The CPI is not the only gauge of inflation -- not by a long shot. The CPI measures inflation that consumers feel in their
day-to-day living expenses.
Other indexes
(see question 12) measure other types of inflation, such as the Producer Price Index,
which measures inflation at earlier stages of production, and the
Employment Cost Index, which measures inflation in the labor market.
According to the Bureau of Labor Statistics, the CPI affects you in three main ways:
What are the problems with the CPI? For one thing, it doesn't reflect what is happening with everybody. The
BLS explains:
While several factors can result in the national CPI being different
from your price experience, one major factor is how you
actually spend your money. ... For example, an increase of 5 percent in
housing costs is more important than the same increase for telephone
charges, because most consumers spend more for housing than for telephone
service. Similarly, if you spend more than the average person on medical
care and recreation, and prices rise sharply for these goods and services,
the increase in your personal expenditures and personal price index would
be larger than the increase for the average consumer. Because the CPI is a
comprehensive measure, it contains items that are included in some
individuals' buying patterns and excluded from others. For example, if you
are a homeowner, you are more likely to buy major appliances such as
refrigerators and laundry equipment than a renter would be.
I found
this 1996 USA Today piece
stimulating.

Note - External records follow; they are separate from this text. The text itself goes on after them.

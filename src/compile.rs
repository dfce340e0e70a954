//! Compilation and loading of mechanism (mod) files.
//!
//! Compilation is delegated to an external command run in a folder holding
//! copies of the mod files. Loading registers the mechanisms those files
//! declare with a [`SimulationContext`].

use std::fs;
use std::path::{Path, PathBuf};
use std::process::Command;
use std::thread;
use std::time::Duration;

use rand::Rng;
use tracing::{debug, info, warn};

use crate::config::CompileConfig;
use crate::error::{ExternalError, ModelResult, ValidationError};
use crate::simulator::mechanisms::parse_mod_source;
use crate::simulator::SimulationContext;

/// Runs the configured compile command over folders of mod files.
#[derive(Debug, Clone, Default)]
pub struct ModCompiler {
    config: CompileConfig,
}

impl ModCompiler {
    /// Compiler using `config`.
    #[must_use]
    pub fn new(config: CompileConfig) -> Self {
        Self { config }
    }

    /// Settings in use.
    #[must_use]
    pub fn config(&self) -> &CompileConfig {
        &self.config
    }

    /// Copies the mod files of every source folder into `target` and runs
    /// the compile command there.
    ///
    /// `target` is emptied first. Output containing `error` or `failed`, or
    /// a non-zero exit, fails with the captured output.
    pub fn compile(&self, sources: &[PathBuf], target: &Path) -> ModelResult<()> {
        let target = self.strip_compiled_folder(target);
        if target.exists() {
            fs::remove_dir_all(&target)
                .map_err(|e| ExternalError::io(format!("clearing {}", target.display()), &e))?;
        }
        fs::create_dir_all(&target)
            .map_err(|e| ExternalError::io(format!("creating {}", target.display()), &e))?;

        for source in sources {
            let copied = self.copy_mods(source, &target)?;
            debug!(source = %source.display(), copied, "mod files copied");
        }

        let mut words = self.config.compile_command.split_whitespace();
        let program = words.next().ok_or_else(|| ValidationError::InvalidConfig {
            reason: "compile_command is empty".to_string(),
        })?;
        let output = Command::new(program)
            .args(words)
            .current_dir(&target)
            .output()
            .map_err(|e| ExternalError::io(format!("running '{program}'"), &e))?;

        let mut text = String::from_utf8_lossy(&output.stdout).into_owned();
        text.push_str(&String::from_utf8_lossy(&output.stderr));
        let lowered = text.to_lowercase();
        if !output.status.success() || lowered.contains("error") || lowered.contains("failed") {
            return Err(ExternalError::CompileFailed { output: text }.into());
        }
        if lowered.contains("warning") {
            warn!(dir = %target.display(), output = %text.trim(), "mod compilation warnings");
        }
        info!(dir = %target.display(), "mod files compiled");
        Ok(())
    }

    fn strip_compiled_folder(&self, target: &Path) -> PathBuf {
        match target.file_name() {
            Some(name) if name == self.config.compiled_folder_name.as_str() => target
                .parent()
                .map_or_else(|| target.to_path_buf(), Path::to_path_buf),
            _ => target.to_path_buf(),
        }
    }

    fn copy_mods(&self, source: &Path, target: &Path) -> ModelResult<usize> {
        let entries = fs::read_dir(source)
            .map_err(|e| ExternalError::io(format!("reading {}", source.display()), &e))?;
        let mut found = 0;
        for entry in entries {
            let entry =
                entry.map_err(|e| ExternalError::io(format!("reading {}", source.display()), &e))?;
            let path = entry.path();
            if path.is_dir() || path.extension().map_or(true, |ext| ext != "mod") {
                continue;
            }
            fs::copy(&path, target.join(entry.file_name()))
                .map_err(|e| ExternalError::io(format!("copying {}", path.display()), &e))?;
            found += 1;
        }
        if found == 0 {
            return Err(ExternalError::NoModFiles {
                path: source.display().to_string(),
            }
            .into());
        }
        Ok(found)
    }

    /// Folder the next compilation goes to:
    /// `<output_root>/<8 hex>/mods<N>` or `<output_root>/mods<N>`, where N is
    /// the number of folders loaded in `ctx`.
    #[must_use]
    pub fn target_path(&self, ctx: &SimulationContext) -> PathBuf {
        let leaf = format!("mods{}", ctx.loaded_mod_path_count());
        let root = PathBuf::from(&self.config.output_root);
        if self.config.random_subfolder {
            let stamp = chrono::Utc::now().timestamp_nanos_opt().unwrap_or_default();
            let hash = blake3::hash(stamp.to_string().as_bytes()).to_hex();
            root.join(&hash.as_str()[..8]).join(leaf)
        } else {
            root.join(leaf)
        }
    }

    /// Compiles and loads the folders not loaded in `ctx` yet.
    ///
    /// Returns the compiled folder, or `None` when every folder was already
    /// loaded. An existing target is kept as is unless `override_existing`.
    pub fn compile_mods(
        &self,
        ctx: &SimulationContext,
        folders: &[PathBuf],
    ) -> ModelResult<Option<PathBuf>> {
        let pending: Vec<PathBuf> = folders
            .iter()
            .filter(|f| !ctx.is_mod_path_loaded(f))
            .cloned()
            .collect();
        if pending.is_empty() {
            debug!("mod folders already loaded");
            return Ok(None);
        }

        let target = self.target_path(ctx);
        if target.exists() && !self.config.override_existing {
            info!(dir = %target.display(), "target exists, compilation skipped");
        } else {
            self.compile(&pending, &target)?;
        }
        self.load_mods(ctx, &target)?;
        for folder in pending {
            ctx.mark_mod_path_loaded(folder);
        }
        Ok(Some(target))
    }

    /// Registers the mechanisms declared by the mod files in `path` (or in
    /// its parent, when `path` is the compiled folder itself).
    ///
    /// Retries up to `load_attempts` times, waiting `load_wait_ms` plus up to
    /// a second of jitter between attempts.
    pub fn load_mods(&self, ctx: &SimulationContext, path: &Path) -> ModelResult<usize> {
        let folder = self.strip_compiled_folder(path);
        let attempts = self.config.load_attempts.max(1);
        let mut last = String::new();
        for attempt in 1..=attempts {
            match register_folder(ctx, &folder) {
                Ok(count) => {
                    ctx.mark_mod_path_loaded(path.to_path_buf());
                    info!(path = %path.display(), mechanisms = count, "mechanisms loaded");
                    return Ok(count);
                }
                Err(reason) => {
                    warn!(path = %path.display(), attempt, attempts, %reason, "loading mechanisms failed");
                    last = reason;
                    if attempt < attempts {
                        let jitter = ctx.rng().gen_range(0..1000);
                        thread::sleep(Duration::from_millis(self.config.load_wait_ms + jitter));
                    }
                }
            }
        }
        Err(ExternalError::LoadFailed {
            path: path.display().to_string(),
            attempts,
            reason: last,
        }
        .into())
    }
}

/// Parses every mod file of `folder`; registers nothing unless all parse.
fn register_folder(ctx: &SimulationContext, folder: &Path) -> Result<usize, String> {
    let entries = fs::read_dir(folder).map_err(|e| e.to_string())?;
    let mut mechanisms = Vec::new();
    for entry in entries {
        let path = entry.map_err(|e| e.to_string())?.path();
        if path.extension().map_or(true, |ext| ext != "mod") {
            continue;
        }
        let source = fs::read_to_string(&path).map_err(|e| e.to_string())?;
        if let Some(mechanism) = parse_mod_source(&source).map_err(|e| e.to_string())? {
            mechanisms.push(mechanism);
        }
    }
    if mechanisms.is_empty() {
        return Err(format!("no mechanisms declared in {}", folder.display()));
    }
    let count = mechanisms.len();
    for mechanism in mechanisms {
        ctx.register_mechanism(mechanism);
    }
    Ok(count)
}

/// Compiles and loads `folders` with the context's compile settings.
pub fn compile_mods(ctx: &SimulationContext, folders: &[PathBuf]) -> ModelResult<Option<PathBuf>> {
    ModCompiler::new(ctx.config().compile).compile_mods(ctx, folders)
}

/// Loads compiled mechanisms from `path` with the context's compile settings.
pub fn load_mods(ctx: &SimulationContext, path: &Path) -> ModelResult<usize> {
    ModCompiler::new(ctx.config().compile).load_mods(ctx, path)
}

#[cfg(test)]
mod tests {
    use super::*;
    use crate::config::SimulationConfig;

    const SYN4P: &str = "NEURON {\n  POINT_PROCESS Syn4P\n  RANGE tau_a, w\n}\nPARAMETER {\n  tau_a = 0.2\n}\n";

    fn config(root: &Path, command: &str) -> CompileConfig {
        CompileConfig {
            compile_command: command.to_string(),
            output_root: root.display().to_string(),
            random_subfolder: false,
            load_attempts: 1,
            load_wait_ms: 0,
            ..CompileConfig::default()
        }
    }

    fn mod_folder(dir: &Path) -> PathBuf {
        let folder = dir.join("mods");
        fs::create_dir_all(&folder).unwrap();
        fs::write(folder.join("syn4p.mod"), SYN4P).unwrap();
        fs::write(folder.join("README"), "not a mod").unwrap();
        folder
    }

    #[test]
    fn test_compile_and_load() {
        let dir = tempfile::tempdir().unwrap();
        let folder = mod_folder(dir.path());
        let ctx = SimulationContext::init(SimulationConfig::seeded(1)).unwrap();
        let compiler = ModCompiler::new(config(&dir.path().join("out"), "echo built"));

        let target = compiler.compile_mods(&ctx, &[folder.clone()]).unwrap().unwrap();
        assert!(target.ends_with("mods0"));
        assert!(target.join("syn4p.mod").exists());
        assert!(!target.join("README").exists());
        assert!(ctx.has_mechanism("Syn4P"));
        assert!(ctx.is_mod_path_loaded(&folder));

        assert!(compiler.compile_mods(&ctx, &[folder]).unwrap().is_none());
    }

    #[test]
    fn test_compile_failure_carries_output() {
        let dir = tempfile::tempdir().unwrap();
        let folder = mod_folder(dir.path());
        let compiler = ModCompiler::new(config(&dir.path().join("out"), "echo Error in syn4p.mod"));
        let err = compiler
            .compile(&[folder], &dir.path().join("out").join("x86_64"))
            .unwrap_err();
        assert!(err.is_external());
        assert!(err.to_string().contains("syn4p.mod"));
        assert!(dir.path().join("out").join("syn4p.mod").exists());
    }

    #[test]
    fn test_no_mod_files() {
        let dir = tempfile::tempdir().unwrap();
        let empty = dir.path().join("empty");
        fs::create_dir_all(&empty).unwrap();
        let compiler = ModCompiler::new(config(dir.path(), "echo ok"));
        let err = compiler.compile(&[empty], &dir.path().join("t")).unwrap_err();
        assert!(err.to_string().contains("No mod files"));
    }

    #[test]
    fn test_load_fails_after_attempts() {
        let dir = tempfile::tempdir().unwrap();
        let ctx = SimulationContext::seeded(1).unwrap();
        let mut cfg = config(dir.path(), "echo ok");
        cfg.load_attempts = 2;
        let err = ModCompiler::new(cfg)
            .load_mods(&ctx, &dir.path().join("missing"))
            .unwrap_err();
        assert!(err.is_external());
        assert!(err.to_string().contains("2 attempts"));
    }

    #[test]
    fn test_random_target_path() {
        let ctx = SimulationContext::seeded(1).unwrap();
        let compiler = ModCompiler::new(CompileConfig {
            output_root: "compiled".to_string(),
            ..CompileConfig::default()
        });
        let path = compiler.target_path(&ctx);
        let parts: Vec<_> = path.components().collect();
        assert_eq!(parts.len(), 3);
        let random = parts[1].as_os_str().to_string_lossy().into_owned();
        assert_eq!(random.len(), 8);
        assert!(random.chars().all(|c| c.is_ascii_hexdigit()));
    }
}
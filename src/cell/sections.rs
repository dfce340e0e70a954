use std::path::Path;
use std::rc::Rc;

use tracing::{debug, info};

use super::Cell;
use crate::dist::Param;
use crate::error::{LookupError, ModelResult, TypeMismatch, ValidationError};
use crate::filter::{Filter, Selection};
use crate::simulator::import3d;
use crate::simulator::{HocSection, MechanismKind};
use crate::wrappers::Sec;

/// Parameters of a new section. Unset values keep the engine defaults.
///
/// Numeric values may be distributions; they are sampled when the section is
/// created.
#[derive(Debug, Clone)]
pub struct SectionSpec {
    name: String,
    length: Option<Param>,
    diam: Option<Param>,
    nseg: Option<usize>,
    cm: Option<Param>,
    ra: Option<Param>,
    rm: Option<Param>,
    g_pas: Option<Param>,
    e_rest: Option<Param>,
    add_pas: bool,
}

impl SectionSpec {
    /// A section called `name`.
    #[must_use]
    pub fn new(name: impl Into<String>) -> Self {
        Self {
            name: name.into(),
            length: None,
            diam: None,
            nseg: None,
            cm: None,
            ra: None,
            rm: None,
            g_pas: None,
            e_rest: None,
            add_pas: false,
        }
    }

    /// Length in um.
    #[must_use]
    pub fn length(mut self, length: impl Into<Param>) -> Self {
        self.length = Some(length.into());
        self
    }

    /// Diameter in um.
    #[must_use]
    pub fn diam(mut self, diam: impl Into<Param>) -> Self {
        self.diam = Some(diam.into());
        self
    }

    /// Number of segments.
    #[must_use]
    pub fn nseg(mut self, nseg: usize) -> Self {
        self.nseg = Some(nseg);
        self
    }

    /// Membrane capacitance in uF/cm2.
    #[must_use]
    pub fn cm(mut self, cm: impl Into<Param>) -> Self {
        self.cm = Some(cm.into());
        self
    }

    /// Axial resistance in ohm*cm.
    #[must_use]
    pub fn ra(mut self, ra: impl Into<Param>) -> Self {
        self.ra = Some(ra.into());
        self
    }

    /// Membrane resistance; sets `g_pas = 1 / rm`.
    #[must_use]
    pub fn rm(mut self, rm: impl Into<Param>) -> Self {
        self.rm = Some(rm.into());
        self
    }

    /// Passive conductance in S/cm2.
    #[must_use]
    pub fn g_pas(mut self, g_pas: impl Into<Param>) -> Self {
        self.g_pas = Some(g_pas.into());
        self
    }

    /// Passive reversal potential in mV.
    #[must_use]
    pub fn e_rest(mut self, e_rest: impl Into<Param>) -> Self {
        self.e_rest = Some(e_rest.into());
        self
    }

    /// Inserts `pas` even when no passive value is given.
    #[must_use]
    pub fn add_pas(mut self, add_pas: bool) -> Self {
        self.add_pas = add_pas;
        self
    }
}

fn positive(field: &str, value: Option<f64>) -> Result<Option<f64>, ValidationError> {
    match value {
        Some(v) if !(v.is_finite() && v > 0.0) => Err(ValidationError::Negative {
            field: field.to_string(),
            value: v,
        }),
        _ => Ok(value),
    }
}

fn check_loc(field: &str, loc: f64) -> Result<(), ValidationError> {
    if (0.0..=1.0).contains(&loc) {
        Ok(())
    } else {
        Err(ValidationError::OutOfRange {
            field: field.to_string(),
            value: loc,
            min: 0.0,
            max: 1.0,
        })
    }
}

impl Cell {
    fn ensure_free_name(&self, name: &str) -> ModelResult<()> {
        let taken = self.live(|p| &mut p.secs)?.iter().any(|s| s.name() == name);
        if taken {
            return Err(LookupError::DuplicateName {
                name: name.to_string(),
                owner: format!("cell '{}'", self.name()),
            }
            .into());
        }
        Ok(())
    }

    fn wrap_section(&self, hoc: Rc<HocSection>, name: &str) -> ModelResult<Sec> {
        let sec = Sec::new(name, hoc, self.downgrade());
        self.push(|p| &mut p.secs, sec.clone())?;
        Ok(sec)
    }

    /// Creates a section. The name must not be taken in this cell.
    pub fn add_sec(&self, spec: SectionSpec) -> ModelResult<Sec> {
        self.parts()?;
        self.ensure_free_name(&spec.name)?;

        let (length, diam, cm, ra, rm, mut g_pas, e_rest) = {
            let mut rng = self.ctx().rng();
            let mut draw = |p: Option<Param>| p.map(|p| p.resolve(&mut *rng)).transpose();
            (
                draw(spec.length)?,
                draw(spec.diam)?,
                draw(spec.cm)?,
                draw(spec.ra)?,
                draw(spec.rm)?,
                draw(spec.g_pas)?,
                draw(spec.e_rest)?,
            )
        };
        let length = positive("length", length)?;
        let diam = positive("diam", diam)?;
        if let Some(rm) = positive("rm", rm)? {
            g_pas = Some(1.0 / rm);
        }

        let hoc = self.ctx().create_section(&spec.name)?;
        hoc.update_props(|p| {
            if let Some(v) = length {
                p.length = v;
            }
            if let Some(v) = diam {
                p.diam = v;
            }
            if let Some(v) = spec.nseg {
                p.nseg = v;
            }
            if let Some(v) = cm {
                p.cm = v;
            }
            if let Some(v) = ra {
                p.ra = v;
            }
        });
        if spec.add_pas || g_pas.is_some() || e_rest.is_some() {
            self.ctx().insert_mechanism(&hoc, "pas")?;
            if let Some(v) = g_pas {
                hoc.set_mechanism_param("pas", "g_pas", v);
            }
            if let Some(v) = e_rest {
                hoc.set_mechanism_param("pas", "e_pas", v);
            }
        }

        debug!(cell = %self.name(), sec = %spec.name, "section added");
        self.wrap_section(hoc, &spec.name)
    }

    /// Connects the `child_loc` end of `child` (0 or 1) to `parent` at
    /// `parent_loc` in [0, 1].
    pub fn connect_secs(
        &self,
        child: &Sec,
        parent: &Sec,
        child_loc: f64,
        parent_loc: f64,
    ) -> ModelResult<()> {
        if child_loc != 0.0 && child_loc != 1.0 {
            return Err(ValidationError::OutOfRange {
                field: "child_loc".to_string(),
                value: child_loc,
                min: 0.0,
                max: 1.0,
            }
            .into());
        }
        check_loc("parent_loc", parent_loc)?;
        let parent_x = parent.seg(parent_loc)?.x();
        child.hoc()?.connect(&parent.hoc()?, parent_x, child_loc);
        Ok(())
    }

    /// Live sections in creation order.
    pub fn secs(&self) -> ModelResult<Vec<Sec>> {
        self.live(|p| &mut p.secs)
    }

    /// The section named exactly `name`.
    pub fn sec(&self, name: &str) -> ModelResult<Sec> {
        self.secs()?
            .into_iter()
            .find(|s| s.name() == name)
            .ok_or_else(|| {
                LookupError::NotFound {
                    collection: self.collection("secs"),
                    filter: format!("{{name=='{name}'}}"),
                }
                .into()
            })
    }

    /// Sections matching `filter`.
    pub fn filter_secs(&self, filter: &Filter<Sec>) -> ModelResult<Vec<Sec>> {
        self.filter_in("secs", |p| &mut p.secs, filter)
    }

    /// Like [`filter_secs`](Self::filter_secs), unwrapping a single match.
    pub fn select_secs(&self, filter: &Filter<Sec>) -> ModelResult<Selection<Sec>> {
        self.select_in("secs", |p| &mut p.secs, filter)
    }

    /// Removes the sections matching `filter`. Returns how many were removed.
    pub fn remove_secs(&self, filter: &Filter<Sec>) -> ModelResult<usize> {
        self.remove_in("secs", |p| &mut p.secs, filter)
    }

    /// Inserts a density mechanism into the matching sections and sets its
    /// parameters. Nothing is inserted unless the mechanism declares every
    /// parameter.
    pub fn insert(
        &self,
        mechanism: &str,
        filter: &Filter<Sec>,
        params: &[(&str, f64)],
    ) -> ModelResult<()> {
        let mech = self.ctx().mechanism(mechanism)?;
        if mech.kind != MechanismKind::Density {
            return Err(TypeMismatch::NotADensityMechanism {
                mechanism: mechanism.to_string(),
            }
            .into());
        }
        if let Some((name, _)) = params.iter().find(|(name, _)| !mech.has_param(name)) {
            return Err(LookupError::UnknownParameter {
                mechanism: mechanism.to_string(),
                parameter: (*name).to_string(),
            }
            .into());
        }
        for sec in self.filter_secs(filter)? {
            let hoc = sec.hoc()?;
            self.ctx().insert_mechanism(&hoc, mechanism)?;
            for (name, value) in params {
                if !hoc.set_mechanism_param(mechanism, name, *value) {
                    return Err(LookupError::UnknownParameter {
                        mechanism: mechanism.to_string(),
                        parameter: (*name).to_string(),
                    }
                    .into());
                }
            }
        }
        Ok(())
    }

    /// Sets passive properties of the matching sections, inserting `pas`
    /// where missing. `rm` takes precedence over `g_pas`.
    pub fn set_pas(
        &self,
        filter: &Filter<Sec>,
        rm: Option<f64>,
        g_pas: Option<f64>,
        e_rest: Option<f64>,
    ) -> ModelResult<()> {
        let g_pas = positive("rm", rm)?.map(|rm| 1.0 / rm).or(g_pas);
        for sec in self.filter_secs(filter)? {
            let hoc = sec.hoc()?;
            if !hoc.has_mechanism("pas") {
                self.ctx().insert_mechanism(&hoc, "pas")?;
            }
            if let Some(v) = g_pas {
                hoc.set_mechanism_param("pas", "g_pas", v);
            }
            if let Some(v) = e_rest {
                hoc.set_mechanism_param("pas", "e_pas", v);
            }
        }
        Ok(())
    }

    /// Imports an SWC morphology and wraps the created sections.
    ///
    /// Fails before creating anything if a section name is already taken.
    pub fn load_morpho(&self, path: impl AsRef<Path>) -> ModelResult<Vec<Sec>> {
        let path = path.as_ref();
        let imported = import3d::import_file(path)?;
        for section in &imported {
            self.ensure_free_name(&section.name)?;
        }

        let mut created: Vec<Rc<HocSection>> = Vec::with_capacity(imported.len());
        let mut secs = Vec::with_capacity(imported.len());
        for section in &imported {
            let hoc = self.ctx().create_section(&section.name)?;
            hoc.update_props(|p| {
                p.length = section.length;
                p.diam = section.diam;
            });
            if let Some((parent, x)) = section.parent {
                if let Some(parent) = created.get(parent) {
                    hoc.connect(parent, x, 0.0);
                }
            }
            secs.push(self.wrap_section(Rc::clone(&hoc), &section.name)?);
            created.push(hoc);
        }
        info!(cell = %self.name(), path = %path.display(), sections = secs.len(), "morphology loaded");
        Ok(secs)
    }
}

It points out the devastating and budget-saving effects
that a CPI report can have on the federal budget. Just a tiny
adjustment in the CPI can save or cost billions of dollars.
What's Counted in the CPIHere's what is included in the index, according to the BLS
:
- Food and beverages
- Housing
- Apparel
- Transportation
- Medical care
- Recreation
- Education and communication
- Other goods and services (tobacco and smoking products, haircuts and
other personal services, funeral expenses)
A couple things the CPI does not include: taxes that aren't directly associated with buying consumer goods and services and investment items.
The BLS has a
detailed FAQ page addressing all these and other issues, including:
What Cities are Included in the CPI?The BLS site breaks down three groups of metropolitan areas for which it publishes the CPI:
The CPI is published monthly for:
- Chicago/Gary, Ind./Kenosha, Wis.
- Los Angeles/Riverside/Orange County (Calif.)
- New York/Long Island/Northern New Jersey
The CPI is released every other month for:
- Atlanta
- Boston/Brockton, Mass./Nashua, N.H.
- Cleveland/Akron (Ohio)
- Dallas/Fort Worth (Texas)
- Detroit/Ann Arbor/Flint (Mich.)
- Houston/Galveston/Brazoria (Texas)
- Miami/Fort Lauderdale (Fla.)
- Philadelphia/Wilmington, Del./Atlantic City, N.J.
- San Francisco/Oakland/San Jose (Calif.)
- Seattle/Tacoma/Bremerton (Wash.)
- Washington, D.C./Baltimore
And the CPI is published on a semiannual basis for:
- Anchorage, Alaska
- Cincinnati/Hamilton (Ohio)
- Denver/Boulder/Greeley (Colo.)
- Honolulu
- Kansas City, Mo.
- Milwaukee/Racine (Wis.)
- Minneapolis/St. Paul (Minn.)
- Pittsburgh
- Portland/Salem (Ore.)
- St. Louis, Mo.
- San Diego
- Tampa/St. Petersburg/Clearwater (Fla.)